Would you repeat every line of the data exactly?

Collected data
※ ※ ※
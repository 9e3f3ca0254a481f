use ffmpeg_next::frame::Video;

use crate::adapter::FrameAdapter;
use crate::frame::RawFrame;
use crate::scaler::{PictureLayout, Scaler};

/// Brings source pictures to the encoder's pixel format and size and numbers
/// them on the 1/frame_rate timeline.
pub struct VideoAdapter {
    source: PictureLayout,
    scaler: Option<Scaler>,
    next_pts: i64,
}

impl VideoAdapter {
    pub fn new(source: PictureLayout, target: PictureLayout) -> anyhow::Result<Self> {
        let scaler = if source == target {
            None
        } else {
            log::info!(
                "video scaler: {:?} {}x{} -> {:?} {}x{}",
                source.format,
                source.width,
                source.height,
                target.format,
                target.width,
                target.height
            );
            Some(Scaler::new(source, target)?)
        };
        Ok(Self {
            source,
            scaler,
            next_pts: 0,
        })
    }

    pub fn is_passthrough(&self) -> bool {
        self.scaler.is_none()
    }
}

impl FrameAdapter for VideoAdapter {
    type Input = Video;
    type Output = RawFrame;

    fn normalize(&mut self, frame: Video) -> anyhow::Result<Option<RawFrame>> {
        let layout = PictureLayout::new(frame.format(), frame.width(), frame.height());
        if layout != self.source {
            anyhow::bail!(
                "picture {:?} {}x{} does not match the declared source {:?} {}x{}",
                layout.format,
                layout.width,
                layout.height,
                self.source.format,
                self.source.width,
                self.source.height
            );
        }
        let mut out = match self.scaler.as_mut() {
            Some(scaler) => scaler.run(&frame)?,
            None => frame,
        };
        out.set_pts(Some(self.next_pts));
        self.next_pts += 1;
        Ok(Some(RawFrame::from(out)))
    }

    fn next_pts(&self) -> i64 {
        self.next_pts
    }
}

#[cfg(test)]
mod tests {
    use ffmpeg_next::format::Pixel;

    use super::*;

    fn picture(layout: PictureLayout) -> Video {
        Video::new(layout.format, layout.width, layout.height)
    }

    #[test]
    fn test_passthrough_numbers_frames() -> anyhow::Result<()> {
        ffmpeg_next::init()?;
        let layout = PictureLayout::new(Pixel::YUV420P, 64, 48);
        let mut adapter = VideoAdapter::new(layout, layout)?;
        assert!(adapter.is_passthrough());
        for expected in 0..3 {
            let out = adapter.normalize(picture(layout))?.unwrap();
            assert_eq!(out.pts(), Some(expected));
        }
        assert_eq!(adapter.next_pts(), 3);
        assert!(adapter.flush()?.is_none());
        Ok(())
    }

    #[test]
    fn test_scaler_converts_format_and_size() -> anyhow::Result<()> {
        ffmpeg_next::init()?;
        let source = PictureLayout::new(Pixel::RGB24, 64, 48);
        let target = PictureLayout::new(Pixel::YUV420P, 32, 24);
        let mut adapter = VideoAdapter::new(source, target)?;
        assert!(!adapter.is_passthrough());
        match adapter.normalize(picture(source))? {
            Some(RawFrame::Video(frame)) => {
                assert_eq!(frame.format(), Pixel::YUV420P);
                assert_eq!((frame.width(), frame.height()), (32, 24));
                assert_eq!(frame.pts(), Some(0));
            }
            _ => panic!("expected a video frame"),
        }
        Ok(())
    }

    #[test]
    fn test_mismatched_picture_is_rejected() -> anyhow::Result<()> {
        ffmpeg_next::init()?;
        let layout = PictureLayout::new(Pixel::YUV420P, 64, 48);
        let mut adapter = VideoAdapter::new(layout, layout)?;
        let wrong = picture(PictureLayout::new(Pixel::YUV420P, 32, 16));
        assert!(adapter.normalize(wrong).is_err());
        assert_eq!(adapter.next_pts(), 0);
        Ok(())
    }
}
※ ※ ※
**Worked solution**:
repository 9e3f3ca0254a481f
use ffmpeg_next::frame::Video;

use crate::adapter::FrameAdapter;
use crate::frame::RawFrame;
use crate::scaler::{PictureLayout, Scaler};

/// Brings source pictures to the encoder's pixel format and size and numbers
/// them on the 1/frame_rate timeline.
pub struct VideoAdapter {
    source: PictureLayout,
    scaler: Option<Scaler>,
    next_pts: i64,
}

impl VideoAdapter {
    pub fn new(source: PictureLayout, target: PictureLayout) -> anyhow::Result<Self> {
        let scaler = if source == target {
            None
        } else {
            log::info!(
                "video scaler: {:?} {}x{} -> {:?} {}x{}",
                source.format,
                source.width,
                source.height,
                target.format,
                target.width,
                target.height
            );
            Some(Scaler::new(source, target)?)
        };
        Ok(Self {
            source,
            scaler,
            next_pts: 0,
        })
    }

    pub fn is_passthrough(&self) -> bool {
        self.scaler.is_none()
    }
}

impl FrameAdapter for VideoAdapter {
    type Input = Video;
    type Output = RawFrame;

    fn normalize(&mut self, frame: Video) -> anyhow::Result<Option<RawFrame>> {
        let layout = PictureLayout::new(frame.format(), frame.width(), frame.height());
        if layout != self.source {
            anyhow::bail!(
                "picture {:?} {}x{} does not match the declared source {:?} {}x{}",
                layout.format,
                layout.width,
                layout.height,
                self.source.format,
                self.source.width,
                self.source.height
            );
        }
        let mut out = match self.scaler.as_mut() {
            Some(scaler) => scaler.run(&frame)?,
            None => frame,
        };
        out.set_pts(Some(self.next_pts));
        self.next_pts += 1;
        Ok(Some(RawFrame::from(out)))
    }

    fn next_pts(&self) -> i64 {
        self.next_pts
    }
}

#[cfg(test)]
mod tests {
    use ffmpeg_next::format::Pixel;

    use super::*;

    fn picture(layout: PictureLayout) -> Video {
        Video::new(layout.format, layout.width, layout.height)
    }

    #[test]
    fn test_passthrough_numbers_frames() -> anyhow::Result<()> {
        ffmpeg_next::init()?;
        let layout = PictureLayout::new(Pixel::YUV420P, 64, 48);
        let mut adapter = VideoAdapter::new(layout, layout)?;
        assert!(adapter.is_passthrough());
        for expected in 0..3 {
            let out = adapter.normalize(picture(layout))?.unwrap();
            assert_eq!(out.pts(), Some(expected));
        }
        assert_eq!(adapter.next_pts(), 3);
        assert!(adapter.flush()?.is_none());
        Ok(())
    }

    #[test]
    fn test_scaler_converts_format_and_size() -> anyhow::Result<()> {
        ffmpeg_next::init()?;
        let source = PictureLayout::new(Pixel::RGB24, 64, 48);
        let target = PictureLayout::new(Pixel::YUV420P, 32, 24);
        let mut adapter = VideoAdapter::new(source, target)?;
        assert!(!adapter.is_passthrough());
        match adapter.normalize(picture(source))? {
            Some(RawFrame::Video(frame)) => {
                assert_eq!(frame.format(), Pixel::YUV420P);
                assert_eq!((frame.width(), frame.height()), (32, 24));
                assert_eq!(frame.pts(), Some(0));
            }
            _ => panic!("expected a video frame"),
        }
        Ok(())
    }

    #[test]
    fn test_mismatched_picture_is_rejected() -> anyhow::Result<()> {
        ffmpeg_next::init()?;
        let layout = PictureLayout::new(Pixel::YUV420P, 64, 48);
        let mut adapter = VideoAdapter::new(layout, layout)?;
        let wrong = picture(PictureLayout::new(Pixel::YUV420P, 32, 16));
        assert!(adapter.normalize(wrong).is_err());
        assert_eq!(adapter.next_pts(), 0);
        Ok(())
    }
}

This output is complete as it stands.